You write a blog and use twitter reasonably prolifically, both to express your personal opinions and talk about work that interests you. Do you find social media a useful tool in connecting with other engineers?

Social media is definitely helpful in making connections. I have projects with engineers in Chile which started out as interactions on twitter. For people at the beginning or middle of their careers it is a good way to get noticed by more senior people. Twitter provides a fairly informal way for people to get to know you and your work. But of course, it can be dangerous for those of us who are prone to procrastination.

Why did you decide to go into engineering?

I picked it out of a hat. As a teenager I couldn’t decide what I wanted to study at university so I wrote all the things I was interested in on small pieces of paper and randomly pulled out engineering. Provided you’ve got a decent set of options in the hat I think this is as good a method as any for choosing what to study. Engineering was in the hat because it used science and maths to solve problems and seemed like it could lead to interesting work. I left engineering for a while to do my PhD and early academic careers, but I am mostly pleased to be back. Some days it is exciting to be working in a field that creates future technologies and systems. Other days it is frustrating to work in a rather conservative profession. 

What are engineers doing at the moment that you think hampers our path to a more sustainable future?

Engineers like to think of themselves as problem solvers. The question is, whose problems are they solving? To create a more sustainable future defining the problem is at least as important as creating a solution. Engineers are sometimes too eager to give quick technological solutions without considering all the alternatives and repercussions. For instance, a lot of engineers seem to think that if we can find a limitless, cheap, zero-carbon source of energy all our sustainability problems will be solved. I think this could create more environmental destruction and social problems – energy prices are a key constraint on a lot of activities that could otherwise be harmful. We don’t necessarily want a new technology that will make it cheaper and faster to cut down rainforests or dig up every last ounce of gold, creating pollution and dangerous working conditions. Engineers too easily jump to big technological fixes instead of asking whether they are solving the right problem.

Is there one thing engineers could do quickly and easily that would make society more sustainable?

I don’t think so. Perhaps engineers need to slow down a bit and listen to a wider range of people rather than jumping in to invent the next big solution to a problem that hasn’t been properly defined.

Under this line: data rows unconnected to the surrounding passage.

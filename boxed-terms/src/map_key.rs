//! Canonical map keys.
//!
//! [`encode_map_key`] derives a deterministic string from the structure of
//! a term.  The variant tag is always part of the key, so `atom(1)`,
//! `integer(1)` and `string(1)` never collide.  Map keys sort their own
//! entries first, which makes the encoding independent of insertion order.
//! Names and text escape the delimiters `\`, `(`, `)`, `,` and `:` with a
//! backslash, so distinct terms never share a key.

use crate::{Term, View, format_float};
use core::fmt::Write;
use smartstring::alias::String;

/// Returns the canonical key of `term`.
pub fn encode_map_key(term: &Term) -> String {
    let mut out = String::new();
    write_key(&mut out, term);
    out
}

impl Term {
    /// Shorthand for [`encode_map_key`].
    #[inline]
    pub fn map_key(&self) -> String {
        encode_map_key(self)
    }
}

fn write_key(out: &mut String, term: &Term) {
    match term.view() {
        View::Atom(name) => primitive(out, "atom", name),
        View::Integer(i) => {
            // Writing into a String never fails.
            let _ = write!(out, "integer({i})");
        }
        View::Float(f) => primitive(out, "float", &format_float(f)),
        View::String(s) => primitive(out, "string", s),
        View::Bitstring(bits) => {
            out.push_str("bitstring(");
            for bit in bits.bits() {
                out.push(if bit { '1' } else { '0' });
            }
            out.push(')');
        }
        View::List(items) => sequence(out, "list", items),
        View::Tuple(items) => sequence(out, "tuple", items),
        View::Map(map) => {
            out.push_str("map(");
            for (i, (canonical, _, value)) in map.canonical_entries().into_iter().enumerate() {
                if i > 0 {
                    out.push(',');
                }
                out.push_str(canonical);
                out.push(':');
                write_key(out, value);
            }
            out.push(')');
        }
        View::ConsPattern(head, tail) => sequence(out, "cons_pattern", [head, tail]),
        View::VariablePattern(name) => primitive(out, "variable_pattern", name),
    }
}

fn primitive(out: &mut String, tag: &str, value: &str) {
    out.push_str(tag);
    out.push('(');
    for c in value.chars() {
        if matches!(c, '\\' | '(' | ')' | ',' | ':') {
            out.push('\\');
        }
        out.push(c);
    }
    out.push(')');
}

fn sequence<'a>(out: &mut String, tag: &str, items: impl IntoIterator<Item = &'a Term>) {
    out.push_str(tag);
    out.push('(');
    for (i, item) in items.into_iter().enumerate() {
        if i > 0 {
            out.push(',');
        }
        write_key(out, item);
    }
    out.push(')');
}

#[cfg(test)]
mod tests {
    use super::*;
    use crate::{Segment, TermMap, atom, list, map, tuple};
    use num_bigint::BigInt;

    #[test]
    fn primitives() {
        assert_eq!(encode_map_key(&atom!("abc")), "atom(abc)");
        assert_eq!(encode_map_key(&Term::integer(-42)), "integer(-42)");
        assert_eq!(encode_map_key(&Term::float(1.5)), "float(1.5)");
        assert_eq!(encode_map_key(&Term::float(2.0)), "float(2.0)");
        assert_eq!(encode_map_key(&Term::string("abc")), "string(abc)");
        assert_eq!(encode_map_key(&Term::boolean(true)), "atom(true)");
    }

    #[test]
    fn big_integers_keep_every_digit() {
        let big: BigInt = "-98765432109876543210".parse().unwrap();
        assert_eq!(
            encode_map_key(&Term::integer(big)),
            "integer(-98765432109876543210)"
        );
    }

    #[test]
    fn bitstrings_list_their_bits() {
        let t = Term::bitstring_from_segments(&[Segment::integer(5).size(4)]).unwrap();
        assert_eq!(encode_map_key(&t), "bitstring(0101)");
    }

    #[test]
    fn sequences_recurse() {
        assert_eq!(
            encode_map_key(&list![1, atom!("a")]),
            "list(integer(1),atom(a))"
        );
        assert_eq!(
            encode_map_key(&tuple!(list![], "x")),
            "tuple(list(),string(x))"
        );
    }

    #[test]
    fn maps_are_order_independent() {
        let a = map! { atom!("x") => 1, atom!("y") => 2 };
        let b = map! { atom!("y") => 2, atom!("x") => 1 };
        assert_eq!(encode_map_key(&a), encode_map_key(&b));
        assert_eq!(
            encode_map_key(&a),
            "map(atom(x):integer(1),atom(y):integer(2))"
        );
    }

    #[test]
    fn nested_maps_as_keys() {
        let inner_a = map! { 1 => 2, 3 => 4 };
        let inner_b = map! { 3 => 4, 1 => 2 };
        let outer = Term::map([(inner_a, "v1"), (inner_b, "v2")]);
        assert_eq!(outer.unpack_map().unwrap().len(), 1);
    }

    #[test]
    fn variant_tag_distinguishes_equal_payloads() {
        let keys = [
            encode_map_key(&atom!("1")),
            encode_map_key(&Term::integer(1)),
            encode_map_key(&Term::string("1")),
            encode_map_key(&Term::float(1.0)),
            encode_map_key(&list![1]),
            encode_map_key(&tuple!(1)),
        ];
        for (i, a) in keys.iter().enumerate() {
            for b in &keys[i + 1..] {
                assert_ne!(a, b);
            }
        }
    }

    #[test]
    fn delimiters_in_text_are_escaped() {
        assert_eq!(encode_map_key(&Term::string("a,b")), r"string(a\,b)");
        assert_eq!(encode_map_key(&atom!(r"x:\y")), r"atom(x\:\\y)");
        assert_eq!(encode_map_key(&Term::string("f(x)")), r"string(f\(x\))");

        let split = tuple!("a", "b");
        let joined = tuple!("a),string(b");
        assert_ne!(encode_map_key(&split), encode_map_key(&joined));
        let one = list![atom!("a),atom(b")];
        let two = list![atom!("a"), atom!("b")];
        assert_ne!(encode_map_key(&one), encode_map_key(&two));

        let m = TermMap::new().put(split.clone(), 1).put(joined, 2);
        assert_eq!(m.len(), 2);
        assert_eq!(m.get(&split), Some(&Term::integer(1)));
    }

    #[test]
    fn patterns() {
        let cons = Term::cons_pattern(Term::variable_pattern("h"), Term::variable_pattern("t"));
        assert_eq!(
            cons.map_key(),
            "cons_pattern(variable_pattern(h),variable_pattern(t))"
        );
    }
}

I think society could be more sustainable if engineers presented all the technical options available as openly as possible and engaged users and the public in deciding which option to implement.

Do you have a role model in engineering and why?

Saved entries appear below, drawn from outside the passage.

#[cfg(test)]
mod tests {
    use super::*;
    use crate::{Attribute, Expression, MemoryDocument, Module, Node};
    use boxed_terms::{atom, map};

    fn mounted() -> Patcher<MemoryDocument> {
        let _ = env_logger::builder().is_test(true).try_init();
        let mut document = MemoryDocument::new();
        let root = document.root();
        let container = document.create_element("main");
        document.insert_before(root, container, None).unwrap();
        Patcher::new(document, container)
    }

    fn html(patcher: &Patcher<MemoryDocument>) -> std::string::String {
        patcher.document().inner_html(patcher.container()).unwrap()
    }

    fn item(key: &str) -> VNode {
        VElement::new("li").attr("key", key).child(VNode::text(key)).into()
    }

    fn list(keys: &[&str]) -> Vec<VNode> {
        let mut ul = VElement::new("ul");
        for key in keys {
            ul = ul.child(item(key));
        }
        vec![ul.into()]
    }

    fn click(action: &str) -> EventBinding {
        EventBinding {
            kind: EventKind::Click,
            scope: "Page".into(),
            action: atom!(action),
            bindings: Term::nil(),
            state: Term::nil(),
        }
    }

    #[test]
    fn longest_run() {
        let keep = longest_increasing(&[Some(2), Some(0), None, Some(1)]);
        assert_eq!(keep, [false, true, false, true]);
        assert_eq!(longest_increasing(&[]), Vec::<bool>::new());
        assert_eq!(longest_increasing(&[Some(0), Some(1)]), [true, true]);
    }

    #[test]
    fn first_pass_builds_the_tree() {
        let mut patcher = mounted();
        assert!(!patcher.is_mounted());
        let stats = patcher
            .patch(&[
                VElement::new("p").attr("class", "x").child(VNode::text("hi")).into(),
                VNode::text("tail"),
            ])
            .unwrap();
        assert!(patcher.is_mounted());
        assert_eq!(stats.created, 3);
        assert_eq!(html(&patcher), "<p class=\"x\">hi</p>tail");
    }

    #[test]
    fn unchanged_tree_issues_no_mutations() {
        let mut patcher = mounted();
        let tree = || -> Vec<VNode> {
            vec![
                VElement::new("button")
                    .attr("class", "b")
                    .on(click("go"))
                    .child(VNode::text("go"))
                    .into(),
            ]
        };
        patcher.patch(&tree()).unwrap();
        patcher.document_mut().reset_mutations();
        let stats = patcher.patch(&tree()).unwrap();
        assert!(stats.is_empty());
        assert_eq!(patcher.document().mutations(), 0);
    }

    #[test]
    fn updates_in_place() {
        let mut patcher = mounted();
        patcher
            .patch(&[VElement::new("p")
                .attr("id", "p")
                .attr("class", "old")
                .attr("title", "t")
                .child(VNode::text("1"))
                .into()])
            .unwrap();
        let p = patcher.document().find_by_attribute("id", "p").unwrap();
        patcher.document_mut().reset_mutations();

        let stats = patcher
            .patch(&[VElement::new("p")
                .attr("id", "p")
                .attr("class", "new")
                .on(click("go"))
                .child(VNode::text("2"))
                .into()])
            .unwrap();
        assert_eq!(
            stats,
            PatchStats {
                attrs_set: 1,
                attrs_removed: 1,
                texts_updated: 1,
                listeners_changed: 1,
                ..PatchStats::default()
            }
        );
        assert_eq!(patcher.document().mutations(), 4);
        assert_eq!(patcher.document().find_by_attribute("id", "p"), Some(p));
        assert_eq!(html(&patcher), "<p class=\"new\" id=\"p\">2</p>");
        assert!(patcher.document().listener(p, EventKind::Click).unwrap().is_some());

        patcher
            .patch(&[VElement::new("p").attr("id", "p").into()])
            .unwrap();
        assert!(patcher.document().listener(p, EventKind::Click).unwrap().is_none());
    }

    #[test]
    fn tag_change_replaces_the_node() {
        let mut patcher = mounted();
        patcher.patch(&[VElement::new("div").child(VNode::text("a")).into()]).unwrap();
        let old = patcher.document().children(patcher.container()).unwrap()[0];
        let stats = patcher
            .patch(&[VElement::new("span").child(VNode::text("a")).into()])
            .unwrap();
        assert_eq!(stats.removed, 1);
        assert_eq!(stats.created, 2);
        let new = patcher.document().children(patcher.container()).unwrap();
        assert_eq!(new.len(), 1);
        assert_ne!(new[0], old);
        assert_eq!(html(&patcher), "<span>a</span>");
    }

    #[test]
    fn keyed_children_are_moved_not_rebuilt() {
        let mut patcher = mounted();
        patcher.patch(&list(&["a", "b", "c"])).unwrap();
        let doc = patcher.document();
        let ids: Vec<_> = ["a", "b", "c"]
            .iter()
            .map(|k| doc.find_by_attribute("key", k).unwrap())
            .collect();

        let stats = patcher.patch(&list(&["c", "a", "b"])).unwrap();
        assert_eq!(stats.created, 0);
        assert_eq!(stats.removed, 0);
        assert_eq!(stats.moved, 1);
        assert_eq!(
            html(&patcher),
            "<ul><li key=\"c\">c</li><li key=\"a\">a</li><li key=\"b\">b</li></ul>"
        );
        let doc = patcher.document();
        for (key, id) in ["a", "b", "c"].iter().zip(ids) {
            assert_eq!(doc.find_by_attribute("key", key), Some(id));
        }
    }

    #[test]
    fn keyed_insert_and_remove() {
        let mut patcher = mounted();
        patcher.patch(&list(&["a", "b", "c"])).unwrap();
        let stats = patcher.patch(&list(&["x", "a", "c"])).unwrap();
        assert_eq!(stats.removed, 1);
        assert_eq!(stats.created, 2);
        assert_eq!(stats.moved, 0);
        assert_eq!(
            html(&patcher),
            "<ul><li key=\"x\">x</li><li key=\"a\">a</li><li key=\"c\">c</li></ul>"
        );
    }

    #[test]
    fn removed_nodes_are_released() {
        let mut patcher = mounted();
        patcher.patch(&list(&["a", "b", "c"])).unwrap();
        let count = patcher.document().node_count();
        for _ in 0..5 {
            patcher.patch(&list(&["x", "a", "c"])).unwrap();
            patcher.patch(&list(&["a", "b", "c"])).unwrap();
        }
        assert_eq!(patcher.document().node_count(), count);
        assert_eq!(
            html(&patcher),
            "<ul><li key=\"a\">a</li><li key=\"b\">b</li><li key=\"c\">c</li></ul>"
        );
    }

    #[test]
    fn first_pass_reuses_existing_markup() {
        let mut patcher = mounted();
        let container = patcher.container();
        let doc = patcher.document_mut();
        let p = doc.create_element("p");
        let text = doc.create_text("hi");
        doc.insert_before(container, p, None).unwrap();
        doc.insert_before(p, text, None).unwrap();
        doc.set_attribute(p, "class", "x").unwrap();
        doc.reset_mutations();

        let stats = patcher
            .patch(&[VElement::new("p")
                .attr("class", "x")
                .on(click("go"))
                .child(VNode::text("hi"))
                .into()])
            .unwrap();
        assert_eq!(stats.created, 0);
        assert_eq!(stats.listeners_changed, 1);
        assert_eq!(patcher.document().mutations(), 1);
        assert_eq!(patcher.document().children(container).unwrap(), vec![p]);
    }

    #[test]
    fn reset_resnapshots_the_container() {
        let mut patcher = mounted();
        patcher.patch(&list(&["a"])).unwrap();
        let container = patcher.container();
        patcher.document_mut().clear_children(container).unwrap();
        patcher.reset();
        assert!(!patcher.is_mounted());
        let stats = patcher.patch(&list(&["a", "b"])).unwrap();
        assert_eq!(stats.created, 3 + 2);
        assert_eq!(
            html(&patcher),
            "<ul><li key=\"a\">a</li><li key=\"b\">b</li></ul>"
        );
    }

    #[test]
    fn nodes_outside_the_container_are_untouched() {
        let mut patcher = mounted();
        let root = patcher.document().root();
        let doc = patcher.document_mut();
        let aside = doc.create_element("aside");
        doc.insert_before(root, aside, None).unwrap();
        patcher.patch(&list(&["a"])).unwrap();
        patcher.patch(&[]).unwrap();
        let doc = patcher.document();
        assert_eq!(doc.inner_html(root).unwrap(), "<main></main><aside></aside>");
    }

    #[test]
    fn failed_render_changes_nothing() {
        let registry = Registry::new()
            .with(
                "Page",
                Module::new(|| {
                    Node::element(
                        "div",
                        vec![Attribute::expression("title", Expression::var("title"))],
                        vec![Node::component("Counter", vec![Attribute::literal("cid", "c")], vec![])],
                    )
                }),
            )
            .with(
                "Counter",
                Module::new(|| Node::text("n")).with_init(|_| map! { atom!("n") => 0 }),
            );
        let mut store = ComponentStore::new();
        let mut patcher = mounted();
        let page = ModuleId::new("Page");

        patcher
            .render(&registry, &mut store, &page, &map! { atom!("title") => "a" })
            .unwrap();
        assert_eq!(store.len(), 1);
        let before = html(&patcher);
        patcher.document_mut().reset_mutations();
        store.clear();

        let bad = map! { atom!("title") => map! { 1 => 2 } };
        assert!(patcher.render(&registry, &mut store, &page, &bad).is_err());
        assert_eq!(patcher.document().mutations(), 0);
        assert_eq!(html(&patcher), before);
        assert!(store.is_empty());
        assert!(patcher.is_mounted());
    }
}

Sue Black is a great inspiration for women in tech. She is a computer scientist who was a single mum in her mid-twenties when she went back to night-school so she could get into university. She then went on to do a PhD and became Head of Department at the University of Westminster. More recently she ran the campaign to save Bletchley Park and has started TechMums to teach women IT skills and coding.

My academic hero is Jill Kerr Conway who started life on a sheep station in outback New South Wales and became the first woman president of Smith College in the US. Both of these women came from unlikely backgrounds to make a unique and powerful contribution in their fields and to society.

What’s your favourite phrase?

Sometimes it is better to apologise than ask permission.